→ **TASK ITEM**
Find the lines below that contain "target" and tally them. Return only the total.

Data excerpts:
────────────────────

//! Synchronous queue: send inline, surface errors unchanged
//!
//! A batch the sender only partly delivered (oversized datagrams) is
//! returned as [`Error::IncompleteDelivery`](crate::error::Error::IncompleteDelivery).

use std::sync::Arc;

use async_trait::async_trait;

use super::AuditQueue;
use crate::error::Result;
use crate::record::AuditEventMessage;
use crate::sender::{AuditSender, SendReport};

#[derive(Clone)]
pub struct SynchronousAuditQueue {
    sender: Arc<dyn AuditSender>,
}

impl SynchronousAuditQueue {
    pub fn new(sender: Arc<dyn AuditSender>) -> Self {
        Self { sender }
    }
}

#[async_trait]
impl AuditQueue for SynchronousAuditQueue {
    async fn send_audit_events(
        &self,
        messages: Vec<AuditEventMessage>,
        target: Option<(String, u16)>,
    ) -> Result<()> {
        let target = target.as_ref().map(|(host, port)| (host.as_str(), *port));
        self.sender
            .send_audit_events(&messages, target)
            .await
            .and_then(SendReport::into_complete)?;
        Ok(())
    }
}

────────────────────

→ **TASK ANSWER**
3